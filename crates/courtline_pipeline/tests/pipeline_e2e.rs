//! End-to-end runs against an in-memory store: seed source tables,
//! execute, and inspect the persisted output and ledger.

use chrono::{Duration, NaiveDate};
use courtline_db::{in_memory_pool, init_schema, FeatureTable, LedgerStore};
use courtline_pipeline::{ExecutionMode, PipelineConfig, PipelineError, PipelineRun};
use courtline_protocol::defaults::PROCESSOR_NAME;
use courtline_protocol::{QualityTier, SkipCategory};
use sqlx::{Pool, Sqlite};

const SEASON: i32 = 2025;

fn d(s: &str) -> NaiveDate {
    s.parse().unwrap()
}

fn analysis() -> NaiveDate {
    d("2026-01-15")
}

async fn seed_schedule(pool: &Pool<Sqlite>, team: &str, opponent: &str, dates: &[NaiveDate]) {
    for date in dates {
        sqlx::query(
            "INSERT OR IGNORE INTO team_schedule (team, game_date, opponent, season_year)
             VALUES (?1, ?2, ?3, ?4)",
        )
        .bind(team)
        .bind(date.to_string())
        .bind(opponent)
        .bind(SEASON)
        .execute(pool)
        .await
        .unwrap();
    }
}

async fn seed_game_log(pool: &Pool<Sqlite>, entity: &str, team: &str, date: NaiveDate, points: f64) {
    sqlx::query(
        "INSERT INTO player_game_logs
            (entity_id, universal_id, game_date, team, opponent, points, minutes,
             rebounds, assists, ft_made, usage_rate, won, loaded_at)
         VALUES (?1, ?2, ?3, ?4, 'OPP', ?5, 32.0, 6.0, 5.0, 4.0, 0.24, 1, ?6)",
    )
    .bind(entity)
    .bind(format!("nba-{}", entity))
    .bind(date.to_string())
    .bind(team)
    .bind(points)
    .bind(date.to_string())
    .execute(pool)
    .await
    .unwrap();
}

async fn seed_rating(pool: &Pool<Sqlite>, entity: &str, date: NaiveDate) {
    sqlx::query(
        "INSERT INTO composite_ratings
            (entity_id, rating_date, offensive_rating, defensive_rating, load_index, loaded_at)
         VALUES (?1, ?2, 114.0, 106.0, 55.0, ?2)",
    )
    .bind(entity)
    .bind(date.to_string())
    .execute(pool)
    .await
    .unwrap();
}

async fn seed_status(pool: &Pool<Sqlite>, pipeline: &str, date: NaiveDate, complete: bool) {
    sqlx::query(
        "INSERT OR REPLACE INTO pipeline_status
            (pipeline, analysis_date, is_complete, completeness_pct, updated_at)
         VALUES (?1, ?2, ?3, ?4, ?2)",
    )
    .bind(pipeline)
    .bind(date.to_string())
    .bind(complete as i64)
    .bind(if complete { 100.0 } else { 40.0 })
    .execute(pool)
    .await
    .unwrap();
}

/// Midseason fixture. Three entities:
/// p1 plays every scheduled BOS game (healthy), p2 misses the last
/// three (incomplete windows), p3 plays a full but tiny CHA schedule
/// (under the absolute floor).
async fn seed_midseason(pool: &Pool<Sqlite>) {
    // Early-season game pins season_start well before the analysis date.
    seed_schedule(pool, "DET", "HOU", &[d("2025-10-21")]).await;

    let bos_dates: Vec<NaiveDate> = (0..12).map(|i| d("2026-01-03") + Duration::days(i)).collect();
    seed_schedule(pool, "BOS", "NYK", &bos_dates).await;
    let cha_dates: Vec<NaiveDate> = (0..3).map(|i| d("2026-01-12") + Duration::days(i)).collect();
    seed_schedule(pool, "CHA", "MIA", &cha_dates).await;

    for date in &bos_dates {
        seed_game_log(pool, "p1", "BOS", *date, 20.0).await;
    }
    for date in &bos_dates[..9] {
        seed_game_log(pool, "p2", "BOS", *date, 15.0).await;
    }
    for date in &cha_dates {
        seed_game_log(pool, "p3", "CHA", *date, 10.0).await;
    }

    seed_rating(pool, "p1", d("2026-01-14")).await;
    seed_rating(pool, "p2", d("2026-01-14")).await;
    seed_rating(pool, "p3", d("2026-01-14")).await;

    seed_status(pool, "player_game_logs", analysis(), true).await;
    seed_status(pool, "composite_ratings", analysis(), true).await;
}

fn sequential_config() -> PipelineConfig {
    PipelineConfig::standard().with_mode(ExecutionMode::Sequential)
}

#[tokio::test(flavor = "multi_thread")]
async fn midseason_run_writes_only_healthy_entities() {
    let pool = in_memory_pool().await.unwrap();
    init_schema(&pool).await.unwrap();
    seed_midseason(&pool).await;

    let run = PipelineRun::new(pool.clone(), sequential_config()).unwrap();
    let summary = run.execute(analysis(), SEASON).await.unwrap();

    assert_eq!(summary.total, 3);
    assert_eq!(summary.succeeded, 1);
    assert_eq!(summary.category_count(SkipCategory::IncompleteData), 1);
    assert_eq!(summary.category_count(SkipCategory::InsufficientData), 1);
    assert_eq!(summary.rows_written, 1);
    assert!(!summary.needs_investigation());

    let features = FeatureTable::new(pool.clone());
    assert_eq!(features.count_for_date(analysis()).await.unwrap(), 1);
    let record = features.fetch("p1", analysis()).await.unwrap().unwrap();
    assert_eq!(record.quality_tier, QualityTier::Primary);
    assert!(record.is_production_ready);
    assert_eq!(record.content_hash.len(), 16);
    assert!(record.value("avg_points").is_some());

    // Only the incomplete entity accrues a breaker attempt; the floor
    // skip never counts.
    let states = LedgerStore::new(pool)
        .latest_states(PROCESSOR_NAME, analysis())
        .await
        .unwrap();
    assert_eq!(states["p2"].attempt_number, 1);
    assert!(!states["p2"].tripped);
    assert!(!states.contains_key("p1"));
    assert!(!states.contains_key("p3"));
}

#[tokio::test(flavor = "multi_thread")]
async fn unchanged_second_run_skips_the_write() {
    let pool = in_memory_pool().await.unwrap();
    init_schema(&pool).await.unwrap();
    seed_midseason(&pool).await;

    let run = PipelineRun::new(pool.clone(), sequential_config()).unwrap();
    run.execute(analysis(), SEASON).await.unwrap();
    let features = FeatureTable::new(pool.clone());
    let first = features.fetch("p1", analysis()).await.unwrap().unwrap();

    let second = run.execute(analysis(), SEASON).await.unwrap();
    assert!(second.write_skipped_unchanged);
    assert_eq!(second.rows_written, 0);

    let after = features.fetch("p1", analysis()).await.unwrap().unwrap();
    assert_eq!(after.content_hash, first.content_hash);
    // Skipped write means the stored row was not replaced.
    assert_eq!(after.computed_at, first.computed_at);
}

#[tokio::test(flavor = "multi_thread")]
async fn changed_source_data_forces_a_rewrite() {
    let pool = in_memory_pool().await.unwrap();
    init_schema(&pool).await.unwrap();
    seed_midseason(&pool).await;

    let run = PipelineRun::new(pool.clone(), sequential_config()).unwrap();
    run.execute(analysis(), SEASON).await.unwrap();
    let features = FeatureTable::new(pool.clone());
    let first = features.fetch("p1", analysis()).await.unwrap().unwrap();

    sqlx::query("UPDATE player_game_logs SET points = 30.0 WHERE entity_id = 'p1'")
        .execute(&pool)
        .await
        .unwrap();

    let summary = run.execute(analysis(), SEASON).await.unwrap();
    assert!(!summary.write_skipped_unchanged);
    assert_eq!(summary.rows_written, 1);

    let after = features.fetch("p1", analysis()).await.unwrap().unwrap();
    assert_ne!(after.content_hash, first.content_hash);
    assert_eq!(after.value("avg_points"), Some(30.0));
}

#[tokio::test(flavor = "multi_thread")]
async fn repeated_incompleteness_trips_the_breaker() {
    let pool = in_memory_pool().await.unwrap();
    init_schema(&pool).await.unwrap();
    seed_midseason(&pool).await;

    let run = PipelineRun::new(pool.clone(), sequential_config()).unwrap();
    for _ in 0..3 {
        run.execute(analysis(), SEASON).await.unwrap();
    }

    let states = LedgerStore::new(pool.clone())
        .latest_states(PROCESSOR_NAME, analysis())
        .await
        .unwrap();
    assert_eq!(states["p2"].attempt_number, 3);
    assert!(states["p2"].tripped);

    // Fourth run refuses the entity without another ledger row.
    let fourth = run.execute(analysis(), SEASON).await.unwrap();
    assert_eq!(fourth.category_count(SkipCategory::CircuitBreakerActive), 1);
    assert_eq!(fourth.category_count(SkipCategory::IncompleteData), 0);

    let states = LedgerStore::new(pool)
        .latest_states(PROCESSOR_NAME, analysis())
        .await
        .unwrap();
    assert_eq!(states["p2"].attempt_number, 3);
}

#[tokio::test(flavor = "multi_thread")]
async fn missing_critical_upstream_is_fatal_midseason() {
    let pool = in_memory_pool().await.unwrap();
    init_schema(&pool).await.unwrap();
    seed_midseason(&pool).await;
    seed_status(&pool, "composite_ratings", analysis(), false).await;

    let run = PipelineRun::new(pool, sequential_config()).unwrap();
    let err = run.execute(analysis(), SEASON).await.unwrap_err();
    match err {
        PipelineError::UpstreamUnavailable { source_name: source } => {
            assert!(source.contains("composite_ratings"));
        }
        other => panic!("expected upstream error, got {:?}", other),
    }
}

#[tokio::test(flavor = "multi_thread")]
async fn bootstrap_with_missing_upstream_emits_stable_placeholders() {
    let pool = in_memory_pool().await.unwrap();
    init_schema(&pool).await.unwrap();

    // Three active days before the analysis date: a bootstrap run.
    let early = d("2025-10-22");
    let dates: Vec<NaiveDate> = (0..3).map(|i| early + Duration::days(i)).collect();
    seed_schedule(&pool, "BOS", "NYK", &dates).await;
    for date in &dates[..2] {
        seed_game_log(&pool, "p1", "BOS", *date, 18.0).await;
    }
    seed_status(&pool, "player_game_logs", d("2025-10-25"), true).await;
    seed_status(&pool, "composite_ratings", d("2025-10-25"), false).await;

    let run = PipelineRun::new(pool.clone(), sequential_config()).unwrap();
    let summary = run.execute(d("2025-10-25"), SEASON).await.unwrap();
    assert_eq!(summary.total, 1);
    assert_eq!(summary.succeeded, 1);
    assert_eq!(summary.rows_written, 1);

    let features = FeatureTable::new(pool.clone());
    let record = features.fetch("p1", d("2025-10-25")).await.unwrap().unwrap();
    assert_eq!(record.quality_tier, QualityTier::Unknown);
    assert!(!record.is_production_ready);
    assert_eq!(record.quality_score, 0.0);

    // Placeholders hash stably, so the second run skips the write.
    let second = run.execute(d("2025-10-25"), SEASON).await.unwrap();
    assert!(second.write_skipped_unchanged);
}

#[tokio::test(flavor = "multi_thread")]
async fn concurrent_mode_matches_sequential_results() {
    let seq_pool = in_memory_pool().await.unwrap();
    init_schema(&seq_pool).await.unwrap();
    seed_midseason(&seq_pool).await;
    let conc_pool = in_memory_pool().await.unwrap();
    init_schema(&conc_pool).await.unwrap();
    seed_midseason(&conc_pool).await;

    let seq = PipelineRun::new(seq_pool.clone(), sequential_config())
        .unwrap()
        .execute(analysis(), SEASON)
        .await
        .unwrap();
    let conc = PipelineRun::new(
        conc_pool.clone(),
        PipelineConfig::standard().with_mode(ExecutionMode::Concurrent { workers: 4 }),
    )
    .unwrap()
    .execute(analysis(), SEASON)
    .await
    .unwrap();

    assert_eq!(seq.succeeded, conc.succeeded);
    assert_eq!(seq.failed_by_category, conc.failed_by_category);

    let seq_record = FeatureTable::new(seq_pool)
        .fetch("p1", analysis())
        .await
        .unwrap()
        .unwrap();
    let conc_record = FeatureTable::new(conc_pool)
        .fetch("p1", analysis())
        .await
        .unwrap()
        .unwrap();
    assert_eq!(seq_record.content_hash, conc_record.content_hash);
}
◆ ◆ ◆ ◆ ◆ ◆ ◆
Search the listing above for the word "LedgerStore", and copy every line that has it.

use courtline_db::{in_memory_pool, init_schema, FeatureTable, LedgerStore};
    let states = LedgerStore::new(pool)
    let states = LedgerStore::new(pool.clone())
    let states = LedgerStore::new(pool)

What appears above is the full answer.